Talk about adding insult injury. More and more U.S. emergency rooms won't admit patients until they pony up a fee of $100 dollars or more for nonemergencies.
The fees are meant to discourage people suffering from nothing worse, say, than a sore throat or a skinned knee from taking up time and resources better reserved for the seriously ill.
Both for-profit and non-profit hospitals are levying the charge.
Ed Fishbough, spokesman for the nation's biggest for-profit chain, HCA Healthcare in Nashville, Tenn., says the company first started imposing such fees in 2004, at one of its Houston-area hospitals.
The practice has since spread to 76 other hospitals in the 163-hospital chain. The purpose, he says, is to "help reduce crowding in the ER and to educate people about appropriate use of ER resources."
Critics of ER fees include the American College of Emergency Physicians, which says that 2 to 7 percent of patients determined to have nonemergency conditions are admitted to a hospital within 24 hours.
Patient advocacy groups, likewise, blast the policy, saying it discourages the sick from seeking help. "It seems the point of the policy is to put a financial barrier between the patient and care," Anthony Wright, executive director of advocacy group Health Access California, told Kaiser.
Either way, here's how it works at HCA:
You show up at the ER wanting treatment.

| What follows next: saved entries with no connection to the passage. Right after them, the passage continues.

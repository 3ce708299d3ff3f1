//! File manifest construction.

use crate::header::{HeaderStore, Tag};
use crate::model::{FileKind, PackageFile, StringPool};
use std::collections::HashSet;

/// Files of one package plus the set of their full paths.
#[derive(Debug, Default)]
pub struct FileManifest {
    pub files: Vec<PackageFile>,
    paths: HashSet<Vec<u8>>,
}

impl FileManifest {
    /// Whether the package ships the given full path.
    #[must_use]
    pub fn contains(&self, path: &[u8]) -> bool {
        self.paths.contains(path)
    }

    #[must_use]
    pub fn len(&self) -> usize {
        self.files.len()
    }

    #[must_use]
    pub fn is_empty(&self) -> bool {
        self.files.is_empty()
    }
}

/// Read the file arrays (dir names, dir indexes, base names, flags, modes)
/// and build the manifest in header order.
///
/// If any of the arrays is missing the package is treated as having no
/// files. Arrays of different lengths are walked up to the shortest.
pub fn build_file_manifest<H>(header: &H, pool: &mut StringPool, nevra: &str) -> FileManifest
where
    H: HeaderStore + ?Sized,
{
    let (Some(dir_names), Some(dir_indexes), Some(base_names), Some(flags), Some(modes)) = (
        header.string_array(Tag::DirNames),
        header.number_array(Tag::DirIndexes),
        header.string_array(Tag::BaseNames),
        header.number_array(Tag::FileFlags),
        header.number_array(Tag::FileModes),
    ) else {
        return FileManifest::default();
    };

    let count = base_names
        .len()
        .min(dir_indexes.len())
        .min(flags.len())
        .min(modes.len());
    let mut manifest = FileManifest {
        files: Vec::with_capacity(count),
        paths: HashSet::with_capacity(count),
    };

    for i in 0..count {
        let base_name = base_names[i];
        let dir_name = usize::try_from(dir_indexes[i])
            .ok()
            .and_then(|idx| dir_names.get(idx).copied())
            .unwrap_or_else(|| {
                tracing::warn!(
                    "Directory index {} of file \"{}\" is out of range in package \"{}\"",
                    dir_indexes[i],
                    String::from_utf8_lossy(base_name),
                    nevra
                );
                b"".as_slice()
            });

        manifest.files.push(PackageFile {
            name: pool.insert(base_name),
            path: pool.insert(dir_name),
            kind: FileKind::from_mode_and_flags(modes[i], flags[i]),
        });
        manifest.paths.insert([dir_name, base_name].concat());
    }

    manifest
}

#[cfg(test)]
mod tests {
    use super::*;
    use crate::header::HeaderMap;

    fn header() -> HeaderMap {
        HeaderMap::new()
            .with_strings(Tag::DirNames, ["/etc/", "/usr/bin/", "/var/lib/app/"])
            .with_numbers(Tag::DirIndexes, [0, 1, 2, 1])
            .with_strings(Tag::BaseNames, ["app.conf", "app", "state", "app-helper"])
            .with_numbers(Tag::FileFlags, [1, 0, 1 << 6, 0])
            .with_numbers(Tag::FileModes, [0o100_644, 0o100_755, 0o040_755, 0o100_755])
    }

    #[test]
    fn test_manifest_in_header_order() {
        let mut pool = StringPool::new();
        let manifest = build_file_manifest(&header(), &mut pool, "app-0:1-1.x86_64");

        assert_eq!(manifest.len(), 4);
        let paths: Vec<_> = manifest
            .files
            .iter()
            .map(|f| [pool.get(f.path), pool.get(f.name)].concat())
            .collect();
        assert_eq!(
            paths,
            vec![
                b"/etc/app.conf".to_vec(),
                b"/usr/bin/app".to_vec(),
                b"/var/lib/app/state".to_vec(),
                b"/usr/bin/app-helper".to_vec(),
            ]
        );
        let kinds: Vec<_> = manifest.files.iter().map(|f| f.kind).collect();
        assert_eq!(
            kinds,
            vec![FileKind::Plain, FileKind::Plain, FileKind::Dir, FileKind::Plain]
        );
        assert!(manifest.contains(b"/usr/bin/app"));
        assert!(!manifest.contains(b"/usr/bin/"));
    }

    #[test]
    fn test_missing_array_means_no_files() {
        let mut header = header();
        header.remove(Tag::FileModes);
        let mut pool = StringPool::new();
        let manifest = build_file_manifest(&header, &mut pool, "app");
        assert!(manifest.is_empty());
        assert!(!manifest.contains(b"/usr/bin/app"));
    }

    #[test]
    fn test_bad_directory_index_gives_empty_path() {
        let header = HeaderMap::new()
            .with_strings(Tag::DirNames, ["/usr/bin/"])
            .with_numbers(Tag::DirIndexes, [3])
            .with_strings(Tag::BaseNames, ["orphan"])
            .with_numbers(Tag::FileFlags, [0])
            .with_numbers(Tag::FileModes, [0o100_644]);
        let mut pool = StringPool::new();
        let manifest = build_file_manifest(&header, &mut pool, "app");

        assert_eq!(manifest.len(), 1);
        assert_eq!(pool.get(manifest.files[0].path), b"");
        assert!(manifest.contains(b"orphan"));
    }

    #[test]
    fn test_ragged_arrays_stop_at_shortest() {
        let header = header().with_numbers(Tag::FileModes, [0o100_644, 0o100_755]);
        let mut pool = StringPool::new();
        let manifest = build_file_manifest(&header, &mut pool, "app");
        assert_eq!(manifest.len(), 2);
    }
}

A clinician checks you out, and decides whether your case qualifies as a true emergency. If it doesn't, but if you want to stay in the ER and get treated there anyway, you are asked to pay a fee, which, at HCA, runs between $100 and $150.

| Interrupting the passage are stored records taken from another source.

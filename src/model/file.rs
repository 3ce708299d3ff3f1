//! Package file manifest entries.

use super::PoolStr;
use schemars::JsonSchema;
use serde::{Deserialize, Serialize};

/// What kind of filesystem entry a manifest entry is.
#[derive(Debug, Clone, Copy, Default, PartialEq, Eq, Hash, Serialize, Deserialize, JsonSchema)]
#[serde(rename_all = "lowercase")]
pub enum FileKind {
    #[default]
    Plain,
    Dir,
    /// Listed in metadata but not shipped in the payload.
    Ghost,
}

impl FileKind {
    /// File-type bits of a mode word.
    pub const TYPE_MASK: u64 = 0o170_000;
    /// Directory file type.
    pub const DIRECTORY: u64 = 0o040_000;
    /// Ghost bit of a file flags word.
    pub const GHOST_FLAG: u64 = 1 << 6;

    /// Classify from mode and flags. A directory is reported as such even
    /// when it is also marked ghost.
    #[must_use]
    pub const fn from_mode_and_flags(mode: u64, flags: u64) -> Self {
        if mode & Self::TYPE_MASK == Self::DIRECTORY {
            Self::Dir
        } else if flags & Self::GHOST_FLAG != 0 {
            Self::Ghost
        } else {
            Self::Plain
        }
    }

    /// Value of the `type` attribute in file lists; empty for plain files.
    #[must_use]
    pub const fn as_str(self) -> &'static str {
        match self {
            Self::Plain => "",
            Self::Dir => "dir",
            Self::Ghost => "ghost",
        }
    }
}

/// A file shipped (or claimed) by the package.
#[derive(Debug, Clone, Copy, PartialEq, Eq)]
pub struct PackageFile {
    /// Base name.
    pub name: PoolStr,
    /// Directory part, including the trailing slash.
    pub path: PoolStr,
    pub kind: FileKind,
}

#[cfg(test)]
mod tests {
    use super::*;

    #[test]
    fn test_kind_classification() {
        assert_eq!(FileKind::from_mode_and_flags(0o100_644, 0), FileKind::Plain);
        assert_eq!(FileKind::from_mode_and_flags(0o040_755, 0), FileKind::Dir);
        assert_eq!(FileKind::from_mode_and_flags(0o100_644, 1 << 6), FileKind::Ghost);
        assert_eq!(
            FileKind::from_mode_and_flags(0o040_755, 1 << 6),
            FileKind::Dir,
            "directory beats ghost"
        );
        // Symlinks share bits with directories but are not directories.
        assert_eq!(FileKind::from_mode_and_flags(0o120_777, 0), FileKind::Plain);
    }

    #[test]
    fn test_type_attribute() {
        assert_eq!(FileKind::Plain.as_str(), "");
        assert_eq!(FileKind::Dir.as_str(), "dir");
        assert_eq!(FileKind::Ghost.as_str(), "ghost");
    }
}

Pregnant women, children younger than 6 and people older than 64 are exempt.
HCA says it had 6 million emergency room visits at its hospitals last year. Of those, 314,000 (about 5 percent) were from people who, after screening, were determined not to have an emergency condition. They were offered the choice of paying the fee and remaining in the ER for treatment, or leaving and seeking treatment at what HCA calls a "more appropriate setting," such as a clinic or doctor's office. About 233,000 patients chose to stay and pay. About 80,000 didn't, and took a hike. It's unknown where they ended up.
Tomi Galin, vice president for corporate communications at Community Health Systems, says patients who choose to leave "are provided with information about other community health resources for their non-emergency medical conditions." Imposing a fee, she argues, helps reduce costs for the patient and the hospital alike because "the ER is the highest cost environment to receive non-emergency care."

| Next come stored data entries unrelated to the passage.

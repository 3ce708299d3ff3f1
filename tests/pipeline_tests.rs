//! Pipeline, CLI handler and config file tests.

use repodata_tools::cli::{run_dump, run_encode, run_extract, DumpFormat};
use repodata_tools::config::{load_config_file, AppConfig};
use repodata_tools::header::{HeaderBlob, HeaderDump, HeaderStore, Tag};
use repodata_tools::model::RecordDocument;
use repodata_tools::normalize::{ExtractOptions, Extractor, PrimaryPaths};
use repodata_tools::pipeline::{extract_many, render, InputKind};
use repodata_tools::{OutputConfig, OutputFormat};
use std::path::{Path, PathBuf};
use tempfile::TempDir;

const FIXTURES_DIR: &str = concat!(env!("CARGO_MANIFEST_DIR"), "/tests/fixtures");

fn fixtures() -> Vec<PathBuf> {
    vec![
        Path::new(FIXTURES_DIR).join("bash.yaml"),
        Path::new(FIXTURES_DIR).join("hello.src.json"),
    ]
}

fn output(format: OutputFormat) -> OutputConfig {
    OutputConfig {
        format,
        ..OutputConfig::default()
    }
}

// ============================================================================
// Pipeline
// ============================================================================

#[test]
fn test_extract_many_keeps_input_order() {
    let extractor = Extractor::new(ExtractOptions::default());
    let packages = extract_many(&fixtures(), &extractor).unwrap();

    let nevras: Vec<_> = packages.iter().map(|p| p.record.nevra()).collect();
    assert_eq!(nevras, vec!["bash-0:5.2.26-3.fc40.x86_64", "hello-2:2.12.1-4.fc40.src"]);
    assert_eq!(packages[0].pkgid.len(), 16);
    assert_ne!(packages[0].pkgid, packages[1].pkgid);
}

#[test]
fn test_extract_many_fails_on_missing_file() {
    let extractor = Extractor::new(ExtractOptions::default());
    let mut paths = fixtures();
    paths.push(PathBuf::from("/nonexistent/pkg.hdr"));
    assert!(extract_many(&paths, &extractor).is_err());
}

#[test]
fn test_render_json_and_yaml() {
    let extractor = Extractor::new(ExtractOptions::default());
    let packages = extract_many(&fixtures(), &extractor).unwrap();
    let classifier = PrimaryPaths::new();

    let json = render(&packages, &output(OutputFormat::Json), &classifier).unwrap();
    let docs: Vec<RecordDocument> = serde_json::from_str(&json).unwrap();
    assert_eq!(docs.len(), 2);
    assert_eq!(docs[1].arch, "src");

    let yaml = render(&packages, &output(OutputFormat::Yaml), &classifier).unwrap();
    let from_yaml: Vec<RecordDocument> = serde_yaml::from_str(&yaml).unwrap();
    assert_eq!(from_yaml, docs);
}

#[test]
fn test_render_filelists() {
    let extractor = Extractor::new(ExtractOptions::default());
    let packages = extract_many(&fixtures(), &extractor).unwrap();
    let classifier = PrimaryPaths::new();

    let xml = render(&packages, &output(OutputFormat::Filelists), &classifier).unwrap();
    assert!(xml.starts_with("<?xml"));
    assert!(xml.contains(r#"packages="2""#));
    assert!(xml.contains(&format!(r#"pkgid="{}""#, packages[0].pkgid)));
    assert!(xml.contains(r#"<version epoch="0" ver="5.2.26" rel="3.fc40"/>"#));
    assert!(xml.contains("<file>/usr/share/doc/bash/README</file>"));
    assert!(!xml.contains("<file>/usr/share/doc/bash/</file>"));

    let primary = OutputConfig {
        primary_only: true,
        ..output(OutputFormat::Filelists)
    };
    let xml = render(&packages, &primary, &classifier).unwrap();
    assert!(xml.contains("<file>/usr/bin/bash</file>"));
    assert!(xml.contains("<file>/etc/skel/.bashrc</file>"));
    assert!(!xml.contains("README"));
}

// ============================================================================
// CLI handlers
// ============================================================================

#[test]
fn test_run_extract_to_file() {
    let tmp = TempDir::new().unwrap();
    let out = tmp.path().join("records.json");
    let config = AppConfig::builder()
        .changelog_limit(-1)
        .output_file(Some(out.clone()))
        .build();

    run_extract(&fixtures(), &config).unwrap();

    let docs: Vec<RecordDocument> =
        serde_json::from_str(&std::fs::read_to_string(out).unwrap()).unwrap();
    assert_eq!(docs[0].changelog.len(), 3);
}

#[test]
fn test_dump_encode_extract_agree() {
    let tmp = TempDir::new().unwrap();
    let source = Path::new(FIXTURES_DIR).join("bash.yaml");
    let blob_path = tmp.path().join("bash.hdr");
    let dump_path = tmp.path().join("bash.json");

    run_encode(&source, &blob_path).unwrap();
    let bytes = std::fs::read(&blob_path).unwrap();
    assert_eq!(InputKind::detect(&blob_path, &bytes), InputKind::Blob);
    let blob = HeaderBlob::parse(&bytes).unwrap();
    assert_eq!(blob.get_string(Tag::Name), b"bash");

    run_dump(&blob_path, DumpFormat::Json, Some(dump_path.clone())).unwrap();
    let reloaded = HeaderDump::load(&dump_path).unwrap().to_header().unwrap();
    let original = HeaderDump::load(&source).unwrap().to_header().unwrap();
    assert_eq!(reloaded.get(Tag::RequireName), original.get(Tag::RequireName));
    assert_eq!(reloaded.get(Tag::ChangelogName), original.get(Tag::ChangelogName));

    let extractor = Extractor::new(ExtractOptions::default());
    let packages = extract_many(&[source, blob_path, dump_path], &extractor).unwrap();
    let docs: Vec<_> = packages.iter().map(|p| RecordDocument::from(&p.record)).collect();
    assert_eq!(docs[0], docs[1]);
    assert_eq!(docs[1], docs[2]);
}

// ============================================================================
// Config files
// ============================================================================

#[test]
fn test_config_file_drives_extraction() {
    let tmp = TempDir::new().unwrap();
    let config_path = tmp.path().join(".repodata-tools.yaml");
    std::fs::write(
        &config_path,
        "extract:\n  changelog_limit: 1\n  interpreter_prefix: \"\"\noutput:\n  format: yaml\n",
    )
    .unwrap();

    let config = load_config_file(&config_path).unwrap();
    assert_eq!(config.output.format, OutputFormat::Yaml);

    let extractor = config.extract.extractor().unwrap();
    let packages = extract_many(&fixtures()[..1], &extractor).unwrap();
    let doc = RecordDocument::from(&packages[0].record);

    assert_eq!(doc.changelog.len(), 1);
    // Without the collapse every libc requirement survives.
    let libc = doc
        .dependencies_of(repodata_tools::DependencyKind::Requires)
        .iter()
        .filter(|d| d.name.starts_with("libc.so.6"))
        .count();
    assert_eq!(libc, 4);
}

#[test]
fn test_cli_overrides_win_over_file() {
    let tmp = TempDir::new().unwrap();
    let config_path = tmp.path().join("repodata-tools.yml");
    std::fs::write(&config_path, "extract:\n  changelog_limit: 3\n  load_header_id: true\n").unwrap();

    let overrides = AppConfig::builder().changelog_limit(5).build();
    let (config, loaded_from) = AppConfig::from_file_with_overrides(Some(&config_path), &overrides);

    assert_eq!(loaded_from.as_deref(), Some(config_path.as_path()));
    assert_eq!(config.extract.changelog_limit, 5);
    assert!(config.extract.load_header_id);
}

The U.S. Centers for Disease Control and Prevention says patients with non-urgent problems account for about 8 percent of ER visits. Other studies have put the figure considerably higher. One by Health Affairs policy journal in 2010 concluded it was closer to 27 percent.
The non-profit Midland Memorial Hospital in Texas implemented a $150 ER fee in 2009, as part of an exercise in cost-control, according to a Kaiser Health News story. Kaiser says the hospital had lost $14 million in 2008, in part because of millions of dollars in ER bills left unpaid.
Since imposing its fee, the hospital has seen a drop in debt, according to its chief financial officer, whom Kaiser quotes. He estimates that about 75 percent of patients with nonemergency conditions leave the hospital rather than pay the fee. "More people now know," he says, "that our ER is not a walk-in clinic or a primary-care office."